En ce qui concerne la protestation portée devant le Conseil d’État, le requérant a demandé à la juridiction administrative d’annuler, d’une part, l’arrêté de démission d’office émis par le Préfet et, d’autre part, les décisions actant de ses remplacements au sein des organes exécutifs des collectivités locales où il exerçait ses mandats.
La haute juridiction administrative a eu à confirmer deux points essentiels :
- Sur la compétence liée du Préfet
« (…) dès lors qu’un conseiller municipal ou un membre de l’organe délibérant d’un établissement public de coopération intercommunale se trouve, pour une cause survenue postérieurement à son élection, privé du droit électoral en vertu d’une condamnation devenue définitive ou d’une condamnation dont le juge pénal a décidé l’exécution provisoire, le préfet est tenu de le déclarer immédiatement démissionnaire d’office. »
Ainsi, l’acte par lequel le Préfet déclare démissionnaire d’office un élu local en raison de la condamnation précitée se borne à tirer les conséquences de la décision du juge pénal. En d’autres termes, le Préfet est en compétence liée et c’est pourquoi le Conseil d’État a estimé en l’espèce que le Préfet avait une exacte application de l’article L. 236 du Code électoral. La juridiction administrative a donc suivi les conclusions de la rapporteure publique, Mme Céline GUIBE, selon lesquelles « (…) ni le préfet, ni le juge administratif (ne sont habilités) pour apprécier la régularité ou le bien-fondé de la décision du juge pénal qui prononce une peine d’inéligibilité exécutoire par provision. ».
- Sur l’effet suspensif du recours et ses conséquences opérationnelles
« (…) le recours éventuel contre l’acte de notification du préfet, sauf en cas de démission d’office à la suite d’une condamnation pénale définitive, est suspensif. Dès lors, le remplacement de M. L… en qualité de conseiller municipal de la commune de Dembéni et en qualité de conseiller communautaire de la CADEMA, ainsi que les opérations électorales auxquelles il a été procédé le 11 juillet 2024 au sein du conseil communautaire de cet établissement, alors que M. L… avait déposé contre l’arrêté du préfet du 27 juin 2024 une protestation le 6 juillet 2024, soit dans les dix jours suivant la notification de cet arrêté, méconnaissent ces dispositions. M. L… est par suite fondé à en demander l’annulation, ainsi que celle des jugements du 13 septembre 2024 du tribunal administratif de Mayotte dont il fait appel. »

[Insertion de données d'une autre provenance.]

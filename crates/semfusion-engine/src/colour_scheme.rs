// Copyright 2025 Neuraville Inc.
// SPDX-License-Identifier: Apache-2.0

//! Class colour scheme
//!
//! Text format: two header lines, then one `name id r g b` row per class.
//! Classes without a row are drawn black.

use std::fs;
use std::path::Path;

use tracing::info;

use crate::error::{FusionError, Result};

const HEADER_LINES: usize = 2;

/// Named colour of one class
#[derive(Debug, Clone, PartialEq, Eq)]
pub struct ClassColour {
    pub name: String,
    pub rgb: [u8; 3],
}

impl Default for ClassColour {
    fn default() -> Self {
        Self {
            name: String::new(),
            rgb: [0, 0, 0],
        }
    }
}

/// Lookup from class index to display colour
#[derive(Debug, Clone, PartialEq, Eq)]
pub struct ClassColourScheme {
    classes: Vec<ClassColour>,
}

impl ClassColourScheme {
    /// Scheme with every class black and unnamed
    pub fn new(num_classes: usize) -> Self {
        Self {
            classes: vec![ClassColour::default(); num_classes],
        }
    }

    /// Load a scheme file
    pub fn load(path: &Path, num_classes: usize) -> Result<Self> {
        let text = fs::read_to_string(path)?;
        let scheme = Self::parse(&text, num_classes)?;
        info!(
            "Loaded colour scheme for {} classes from {}",
            num_classes,
            path.display()
        );
        Ok(scheme)
    }

    /// Parse scheme text
    ///
    /// # Errors
    /// Malformed rows, colour components above 255, and ids not below `num_classes`.
    pub fn parse(text: &str, num_classes: usize) -> Result<Self> {
        let mut scheme = Self::new(num_classes);

        for (index, line) in text.lines().enumerate().skip(HEADER_LINES) {
            let line_number = index + 1;
            let fields: Vec<&str> = line.split_whitespace().collect();
            if fields.is_empty() {
                continue;
            }
            if fields.len() < 5 {
                return Err(FusionError::ColourScheme {
                    line: line_number,
                    reason: format!("expected `name id r g b`, found {} fields", fields.len()),
                });
            }

            let parse_field = |field: &str, what: &str| -> Result<usize> {
                field.parse::<usize>().map_err(|e| FusionError::ColourScheme {
                    line: line_number,
                    reason: format!("invalid {} '{}': {}", what, field, e),
                })
            };
            let parse_component = |field: &str, what: &str| -> Result<u8> {
                let value = parse_field(field, what)?;
                u8::try_from(value).map_err(|_| FusionError::ColourScheme {
                    line: line_number,
                    reason: format!("{} component {} exceeds 255", what, value),
                })
            };

            let id = parse_field(fields[1], "class id")?;
            if id >= num_classes {
                return Err(FusionError::ColourScheme {
                    line: line_number,
                    reason: format!("class id {} not below {} classes", id, num_classes),
                });
            }

            scheme.classes[id] = ClassColour {
                name: fields[0].to_string(),
                rgb: [
                    parse_component(fields[2], "red")?,
                    parse_component(fields[3], "green")?,
                    parse_component(fields[4], "blue")?,
                ],
            };
        }

        Ok(scheme)
    }

    pub fn num_classes(&self) -> usize {
        self.classes.len()
    }

    /// Colour of `class`; black for `NO_CLASS` and unknown classes
    pub fn colour(&self, class: i32) -> [u8; 3] {
        usize::try_from(class)
            .ok()
            .and_then(|index| self.classes.get(index))
            .map(|entry| entry.rgb)
            .unwrap_or([0, 0, 0])
    }

    pub fn name(&self, class: i32) -> Option<&str> {
        usize::try_from(class)
            .ok()
            .and_then(|index| self.classes.get(index))
            .map(|entry| entry.name.as_str())
            .filter(|name| !name.is_empty())
    }
}
// Copyright 2025 Neuraville Inc.
// SPDX-License-Identifier: Apache-2.0

//! # semfusion - Online Semantic Probability Fusion
//!
//! Keeps a class distribution for every element (surfel) of a streaming 3-D map,
//! fuses per-pixel classifier output into it frame by frame, optionally refines
//! it with dense-CRF smoothing, and exports argmax label images.
//!
//! ## Quick Start
//!
//! ```rust,no_run
//! use semfusion::prelude::*;
//!
//! let config = semfusion::config::load_config(None, None)?;
//! semfusion::config::validate_config(&config)?;
//!
//! let flags = semfusion::observability::parse_debug_flags();
//! let _log_guard =
//!     semfusion::observability::init_logging(&flags, &semfusion::logging_config_from(&config))?;
//! semfusion::configure_thread_pool(&config)?;
//!
//! let mut pipeline = semfusion::build_pipeline(&config)?;
//! let mut population = PopulationSnapshot::new(1, IdentityRaster::new(640, 480));
//!
//! // Once per frame, after the mapping subsystem updated the population
//! let report = pipeline.process_frame(&mut population, || {
//!     ClassProbabilityRaster::uniform(config.fusion.num_classes, 224, 224)
//! });
//! println!("frame {} fused: {}", report.frame, report.fusion.is_some());
//! # Ok::<(), Box<dyn std::error::Error>>(())
//! ```
//!
//! ## Architecture
//!
//! ```text
//! ┌─────────────────────────────────────────────────────────┐
//! │  Foundation: semfusion-config, semfusion-observability  │
//! │  (TOML + overrides, logging and debug flags)            │
//! └─────────────────────────────────────────────────────────┘
//!                         ↓
//! ┌─────────────────────────────────────────────────────────┐
//! │  Core: semfusion-engine                                 │
//! │  (table sync, raster fusion, smoothing, export)         │
//! └─────────────────────────────────────────────────────────┘
//!                         ↓
//! ┌─────────────────────────────────────────────────────────┐
//! │  This crate: config → engine bridge, prelude            │
//! └─────────────────────────────────────────────────────────┘
//! ```
//!
//! ## License
//!
//! Apache-2.0

use tracing::info;

pub use semfusion_config as config;
pub use semfusion_engine as engine;
pub use semfusion_observability as observability;

use semfusion_config::SemfusionConfig;
use semfusion_engine::{
    ClassColourScheme, FusionConfig, FusionError, FusionPipeline, PipelineConfig,
    SemanticFusionEngine, SmoothingParams,
};
use semfusion_observability::LoggingConfig;

/// Prelude - commonly used types and traits
pub mod prelude {
    pub use semfusion_engine::{
        ClassColourScheme, ClassProbabilityRaster, ClassSummary, ElementId, ElementPopulation,
        FusionPipeline, IdentityRaster, MeanFieldSolver, PairwiseSolver, PopulationSnapshot,
        SemanticFusionEngine, NO_CLASS,
    };
}

/// Engine configuration from the application configuration
pub fn fusion_config_from(config: &SemfusionConfig) -> FusionConfig {
    let smoothing = &config.smoothing;
    FusionConfig {
        num_classes: config.fusion.num_classes,
        max_components: config.fusion.max_components,
        colour_threshold: config.fusion.colour_threshold,
        downsample_factor: config.export.downsample_factor,
        smoothing: SmoothingParams {
            spatial_stddev: smoothing.spatial_stddev,
            spatial_weight: smoothing.spatial_weight,
            bilateral_position_stddev: smoothing.bilateral_position_stddev,
            bilateral_colour_stddev: smoothing.bilateral_colour_stddev,
            bilateral_weight: smoothing.bilateral_weight,
            iterations: smoothing.iterations,
            relaxation: smoothing.relaxation,
        },
    }
}

/// Frame schedule from the application configuration
pub fn pipeline_config_from(config: &SemfusionConfig) -> PipelineConfig {
    PipelineConfig {
        cnn_skip_frames: config.fusion.cnn_skip_frames,
        smoothing_enabled: config.smoothing.enabled,
        smoothing_skip_frames: config.smoothing.skip_frames,
        frame_budget_ms: config.fusion.frame_budget_ms,
    }
}

/// Logging configuration seeded from `[system]`
pub fn logging_config_from(config: &SemfusionConfig) -> LoggingConfig {
    LoggingConfig {
        level: config.system.log_level.clone(),
        ..Default::default()
    }
}

/// Size the global rayon pool from `system.max_threads` (0 keeps rayon's default)
///
/// # Errors
/// If the global pool was already initialised.
pub fn configure_thread_pool(config: &SemfusionConfig) -> semfusion_engine::Result<()> {
    let threads = config.system.max_threads;
    if threads == 0 {
        return Ok(());
    }
    rayon::ThreadPoolBuilder::new()
        .num_threads(threads)
        .build_global()
        .map_err(|e| FusionError::InvalidConfig(format!("thread pool: {}", e)))?;
    info!("Kernel thread pool sized to {} threads", threads);
    Ok(())
}

/// Build the engine and frame pipeline described by `config`
pub fn build_pipeline(config: &SemfusionConfig) -> semfusion_engine::Result<FusionPipeline> {
    let engine = SemanticFusionEngine::new(fusion_config_from(config))?;
    Ok(FusionPipeline::new(engine, pipeline_config_from(config)))
}

/// Load the configured colour scheme, if any
pub fn load_colour_scheme(
    config: &SemfusionConfig,
) -> semfusion_engine::Result<Option<ClassColourScheme>> {
    config
        .export
        .colour_scheme
        .as_deref()
        .map(|path| ClassColourScheme::load(path, config.fusion.num_classes))
        .transpose()
}
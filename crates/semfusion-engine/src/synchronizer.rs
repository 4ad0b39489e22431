// Copyright 2025 Neuraville Inc.
// SPDX-License-Identifier: Apache-2.0

//! # Table Synchronizer
//!
//! Reconciles the probability table with the population after the mapping
//! subsystem appended and deleted elements.
//!
//! ## Algorithm
//! Deletions `D` are sorted, so the number of deletions at or before a surviving
//! source row is monotone. Shifting each deletion by its rank (`D'[i] = D[i] - i`)
//! turns "which source row lands at destination `r`" into one binary search:
//! `s = r + |{d' in D' : d' <= r}|`. Every destination row is therefore
//! computed independently and the whole pass runs in parallel, writing into the
//! inactive buffer which is then made active.

use ndarray::parallel::prelude::*;
use ndarray::{s, Axis};
use tracing::debug;

use crate::table::ProbabilityTable;
use crate::types::{ClassSummary, ElementId};

/// Outcome of one reconcile pass
#[derive(Debug, Clone, Copy, PartialEq, Eq)]
pub struct SyncReport {
    pub previous_width: usize,
    pub new_width: usize,
    pub deleted: usize,
    /// Rows born uniform this pass
    pub created: usize,
}

/// Compact, re-index and extend the table, then swap buffers
///
/// # Panics
/// On contract violations: unsorted or duplicate deletions, deletion ids at or
/// beyond the previous width, a new width smaller than the surviving rows, or a
/// new width beyond capacity.
pub fn reconcile(
    table: &mut ProbabilityTable,
    deletions: &[ElementId],
    new_width: usize,
) -> SyncReport {
    let old_width = table.current_size();
    let max_components = table.max_components();

    assert!(
        deletions.windows(2).all(|w| w[0] < w[1]),
        "deleted ids must be strictly ascending"
    );
    if let Some(last) = deletions.last() {
        assert!(
            last.index() < old_width,
            "deleted id {} outside previous width {}",
            last,
            old_width
        );
    }
    let surviving = old_width - deletions.len();
    assert!(
        new_width >= surviving,
        "new width {} smaller than {} surviving rows",
        new_width,
        surviving
    );
    assert!(
        new_width <= max_components,
        "new width {} exceeds capacity {}",
        new_width,
        max_components
    );

    let shifted: Vec<usize> = deletions
        .iter()
        .enumerate()
        .map(|(rank, id)| id.index() - rank)
        .collect();
    let uniform = table.uniform_probability();

    let (source, target) = table.split_for_sync();
    target
        .probabilities
        .slice_mut(s![.., ..new_width])
        .axis_iter_mut(Axis(1))
        .into_par_iter()
        .zip(target.summary[..new_width].par_iter_mut())
        .enumerate()
        .for_each(|(row, (mut column, summary))| {
            let source_row = row + shifted.partition_point(|&d| d <= row);
            if source_row < old_width {
                column.assign(&source.probabilities.column(source_row));
                *summary = source.summary[source_row];
            } else {
                column.fill(uniform);
                *summary = ClassSummary::UNOBSERVED;
            }
        });

    table.swap_buffers(new_width);

    let report = SyncReport {
        previous_width: old_width,
        new_width,
        deleted: deletions.len(),
        created: new_width - surviving,
    };
    debug!(
        "[SYNC] width {} -> {} ({} deleted, {} created)",
        report.previous_width, report.new_width, report.deleted, report.created
    );
    report
}
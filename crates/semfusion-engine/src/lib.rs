// Copyright 2025 Neuraville Inc.
// SPDX-License-Identifier: Apache-2.0

//! # semfusion-engine
//!
//! Online per-element semantic probability fusion for streaming 3-D maps.
//!
//! For every map element (surfel) the engine keeps a categorical distribution
//! over the classifier's classes, folds each classifier frame into it, refines
//! it with periodic dense-CRF smoothing, and caches the best class for
//! rendering and export.
//!
//! ## Architecture
//! - Dense id-indexed table, class-major, double-buffered for O(1) swaps
//! - Rayon data-parallel kernels over table rows or pixels
//! - The map and the smoothing solver plug in through traits
//!   ([`ElementPopulation`], [`PairwiseSolver`])
//!
//! ## Performance Targets
//! - Tens of milliseconds per frame
//! - Millions of elements (default capacity 3,000,000)

/// Crate version from Cargo.toml
pub const VERSION: &str = env!("CARGO_PKG_VERSION");

pub mod colour_scheme;
pub mod config;
pub mod engine;
pub mod error;
pub mod fusion;
pub mod pipeline;
pub mod population;
pub mod projection;
pub mod raster;
pub mod smoothing;
pub mod synchronizer;
pub mod table;
pub mod types;

pub use colour_scheme::{ClassColour, ClassColourScheme};
pub use config::{FusionConfig, PipelineConfig};
pub use engine::SemanticFusionEngine;
pub use error::{FusionError, Result};
pub use fusion::FusionReport;
pub use pipeline::{FrameReport, FusionPipeline, FusionStats};
pub use population::{ElementPopulation, PopulationSnapshot};
pub use projection::DEFAULT_DOWNSAMPLE_FACTOR;
pub use raster::{ClassProbabilityRaster, IdentityRaster};
pub use smoothing::{
    MeanFieldSolver, PairwiseFeatures, PairwiseSolver, SmoothingParams, SmoothingReport,
};
pub use synchronizer::SyncReport;
pub use table::{summarize, ProbabilityTable};
pub use types::*;
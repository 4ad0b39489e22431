// Copyright 2025 Neuraville Inc.
// SPDX-License-Identifier: Apache-2.0

//! # semfusion Configuration System
//!
//! Type-safe configuration loader for the semantic fusion pipeline with support for:
//! - TOML file parsing
//! - Environment variable overrides
//! - CLI argument overrides
//!
//! ## Usage
//!
//! ```rust,no_run
//! use semfusion_config::{load_config, validate_config};
//!
//! let config = load_config(None, None).expect("Failed to load config");
//! validate_config(&config).expect("Invalid config");
//!
//! println!("Classes: {}", config.fusion.num_classes);
//! println!("Table capacity: {}", config.fusion.max_components);
//! ```

/// Crate version from Cargo.toml
pub const VERSION: &str = env!("CARGO_PKG_VERSION");

pub mod loader;
pub mod types;
pub mod validation;

pub use loader::{apply_cli_overrides, apply_environment_overrides, find_config_file, load_config};
pub use types::*;
pub use validation::{validate_config, ConfigValidationError};

/// Re-export for convenience
pub use serde;

/// Configuration error types
#[derive(Debug, thiserror::Error)]
pub enum ConfigError {
    #[error("Config file not found. Searched: {0}")]
    FileNotFound(String),

    #[error("Failed to read config file: {0}")]
    IoError(#[from] std::io::Error),

    #[error("Invalid TOML syntax: {0}")]
    ParseError(String),

    #[error("Validation failed: {0}")]
    ValidationError(String),

    #[error("Invalid configuration value: {0}")]
    InvalidValue(String),
}

impl From<toml::de::Error> for ConfigError {
    fn from(err: toml::de::Error) -> Self {
        ConfigError::ParseError(err.to_string())
    }
}

/// Result type for configuration operations
pub type ConfigResult<T> = Result<T, ConfigError>;
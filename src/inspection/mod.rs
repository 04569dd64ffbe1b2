pub mod store;

pub use store::{Decision, InspectionStore, TargetStatus};
/// Fused reliability of a candidate, rounded to one decimal.
///
/// A candidate with only one score passes that score through unchanged:
/// complete damage leaves no strokes to match, so context plausibility *is*
/// the reliability. With both scores present the harmonic mean combines
/// them, which penalizes disagreement between the two models. Returns
/// `None` when neither score exists; the engine rejects that case earlier.
pub fn fused_reliability(stroke_match: Option<f64>, context_match: Option<f64>) -> Option<f64> {
    match (stroke_match, context_match) {
        (None, None) => None,
        (None, Some(context)) => Some(round_one_decimal(context)),
        (Some(stroke), None) => Some(round_one_decimal(stroke)),
        (Some(stroke), Some(context)) => {
            if stroke == 0.0 && context == 0.0 {
                return Some(0.0);
            }
            Some(round_one_decimal(
                2.0 * stroke * context / (stroke + context),
            ))
        }
    }
}

pub(crate) fn round_one_decimal(value: f64) -> f64 {
    (value * 10.0).round() / 10.0
}

pub(crate) fn score_in_bounds(value: f64) -> bool {
    (0.0..=100.0).contains(&value)
}
use serde::{Deserialize, Serialize};

/// How the ranked presentation list is built from the fused pool.
///
/// * `AllCandidates`: rank the whole pool and keep the top rows.
/// * `Intersection`: only candidates both models proposed qualify; short
///   lists are padded with placeholder rows so the table keeps its shape.
#[derive(Debug, Clone, Copy, PartialEq, Eq, Serialize, Deserialize)]
#[serde(rename_all = "camelCase")]
pub enum PresentationPolicy {
    AllCandidates,
    Intersection,
}

/// Tunables for candidate fusion.
#[derive(Debug, Clone)]
pub struct FusionConfig {
    pub policy: PresentationPolicy,

    /// Rows in the presentation list, placeholders included.
    pub list_len: usize,
}

impl Default for FusionConfig {
    fn default() -> Self {
        Self {
            policy: PresentationPolicy::AllCandidates,
            list_len: 5,
        }
    }
}

impl FusionConfig {
    pub fn with_policy(policy: PresentationPolicy) -> Self {
        Self {
            policy,
            ..Self::default()
        }
    }
}
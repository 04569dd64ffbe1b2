use chrono::{DateTime, Utc};
use serde::{Deserialize, Serialize};
use uuid::Uuid;

/// Processing/quality state of one rubbing record, derived from its
/// analysis results rather than stored.
#[derive(Debug, Clone, Copy, PartialEq, Eq, Serialize, Deserialize)]
#[serde(rename_all = "camelCase")]
pub enum RecordStatus {
    /// Model analysis still running; no processing time reported yet.
    Processing,
    /// Under 10% of the rubbing needs restoration.
    Excellent,
    /// 10% to 30%.
    Fair,
    /// 30% or more.
    Poor,
}

impl RecordStatus {
    pub fn as_str(&self) -> &'static str {
        match self {
            RecordStatus::Processing => "processing",
            RecordStatus::Excellent => "excellent",
            RecordStatus::Fair => "fair",
            RecordStatus::Poor => "poor",
        }
    }

    pub fn derive(processing_time_secs: Option<u64>, damage_level: Option<f64>) -> Self {
        if processing_time_secs.is_none() {
            return RecordStatus::Processing;
        }
        match damage_level {
            Some(level) if level < 10.0 => RecordStatus::Excellent,
            Some(level) if level < 30.0 => RecordStatus::Fair,
            Some(_) => RecordStatus::Poor,
            None => RecordStatus::Processing,
        }
    }
}

/// One uploaded rubbing as shown in the record list. The upstream source
/// delivers these sorted newest-first.
#[derive(Debug, Clone, PartialEq, Serialize, Deserialize)]
#[serde(rename_all = "camelCase")]
pub struct RubbingRecord {
    pub id: Uuid,
    pub filename: String,
    pub created_at: DateTime<Utc>,
    pub processing_time_secs: Option<u64>,
    /// Share of characters needing restoration, as a percentage.
    pub damage_level: Option<f64>,
    pub average_reliability: Option<f64>,
    pub is_completed: bool,
}

impl RubbingRecord {
    pub fn status(&self) -> RecordStatus {
        RecordStatus::derive(self.processing_time_secs, self.damage_level)
    }
}

#[derive(Debug, Clone, Copy, PartialEq, Eq, Serialize, Deserialize)]
#[serde(rename_all = "camelCase")]
pub enum StatusFilter {
    All,
    Completed,
    InProgress,
}

/// Keep the records matching the filter, preserving their relative order.
/// Anything not completed counts as in progress, the processing ones
/// included.
pub fn filter_records(records: &[RubbingRecord], filter: StatusFilter) -> Vec<RubbingRecord> {
    records
        .iter()
        .filter(|record| match filter {
            StatusFilter::All => true,
            StatusFilter::Completed => record.is_completed,
            StatusFilter::InProgress => !record.is_completed,
        })
        .cloned()
        .collect()
}

#[cfg(test)]
mod tests {
    use super::*;

    fn record(filename: &str, completed: bool) -> RubbingRecord {
        RubbingRecord {
            id: Uuid::new_v4(),
            filename: filename.to_string(),
            created_at: Utc::now(),
            processing_time_secs: Some(222),
            damage_level: Some(6.5),
            average_reliability: Some(92.0),
            is_completed: completed,
        }
    }

    #[test]
    fn filter_partitions_by_completion_flag() {
        let records = vec![
            record("rubbing_8.jpg", false),
            record("rubbing_7.jpg", true),
            record("rubbing_6.jpg", false),
            record("rubbing_5.jpg", true),
        ];

        let completed = filter_records(&records, StatusFilter::Completed);
        assert_eq!(completed.len(), 2);
        assert_eq!(completed[0].filename, "rubbing_7.jpg");
        assert_eq!(completed[1].filename, "rubbing_5.jpg");

        let in_progress = filter_records(&records, StatusFilter::InProgress);
        assert_eq!(in_progress.len(), 2);
        assert_eq!(in_progress[0].filename, "rubbing_8.jpg");
    }

    #[test]
    fn filtering_all_is_a_no_op_on_a_filtered_set() {
        let records = vec![
            record("a.jpg", true),
            record("b.jpg", false),
            record("c.jpg", true),
        ];
        let completed = filter_records(&records, StatusFilter::Completed);
        let round_trip = filter_records(&completed, StatusFilter::All);
        assert_eq!(round_trip, completed);
    }

    #[test]
    fn status_thresholds() {
        assert_eq!(RecordStatus::derive(None, None), RecordStatus::Processing);
        assert_eq!(
            RecordStatus::derive(Some(222), Some(6.5)),
            RecordStatus::Excellent
        );
        assert_eq!(
            RecordStatus::derive(Some(201), Some(10.0)),
            RecordStatus::Fair
        );
        assert_eq!(
            RecordStatus::derive(Some(201), Some(17.6)),
            RecordStatus::Fair
        );
        assert_eq!(
            RecordStatus::derive(Some(302), Some(30.0)),
            RecordStatus::Poor
        );
        assert_eq!(
            RecordStatus::derive(Some(273), Some(61.7)),
            RecordStatus::Poor
        );
    }
}
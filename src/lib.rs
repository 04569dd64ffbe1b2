//! Review core for Epitext, a tool for restoring damaged characters in
//! scanned epigraphic rubbings. A vision model and a language model each
//! propose ranked guesses per damaged position; this crate fuses the two
//! lists into one ranked recommendation, tracks the reviewer's accept
//! decisions, and derives completion statistics. Rendering, model
//! inference, and transport live in the surrounding application.

pub mod db;
pub mod document;
pub mod error;
pub mod fusion;
pub mod inspection;
pub mod records;
pub mod stats;

pub use db::{Database, StoredDecision};
pub use document::{build_targets, Document, Target, DAMAGE_SENTINEL};
pub use error::{ReviewError, ReviewResult};
pub use fusion::{
    fuse, FusedCandidate, FusionConfig, ModelScore, PresentationPolicy, PresentationSlot,
    RawCandidate,
};
pub use inspection::{Decision, InspectionStore, TargetStatus};
pub use records::{filter_records, RecordStatus, RubbingRecord, StatusFilter};
pub use stats::{damage_profile, summarize, DamageProfile, ReviewSummary};
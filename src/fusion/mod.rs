pub mod config;
pub mod engine;
pub mod scoring;


pub use config::{FusionConfig, PresentationPolicy};
pub use engine::{fuse, fuse_pool, FusedCandidate, ModelScore, PresentationSlot, RawCandidate};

La haute juridiction administrative rappelle que le recours contre l’arrêté de démission d’office pris par le Préfet, lorsqu’il est introduit dans un délai de 10 jours et que la décision pénale n’est pas définitive, est bien suspensif. En conséquence, et c’est ce qu’explique la rapporteure publique, Mme Céline GUIBE, dans ses conclusions : « Les conséquences à tirer de l’effet suspensif du recours exercé par M. S… contre l’arrêté préfectoral prononçant sa démission d’office sont claires : celui-ci aurait dû conserver ses fonctions jusqu’à l’intervention de votre décision, de sorte que les opérations électorales et les décisions ayant pourvu à son remplacement au sein des organes exécutifs locaux sont entachées d’illégalité et doivent être annulées. ».
Ainsi, le Préfet ne peut que suivre la décision du juge pénal et l’autorité administrative ne peut procéder à des remplacements de l’élu local dès lors que ce dernier a introduit un recours qui est par lui-même suspensif.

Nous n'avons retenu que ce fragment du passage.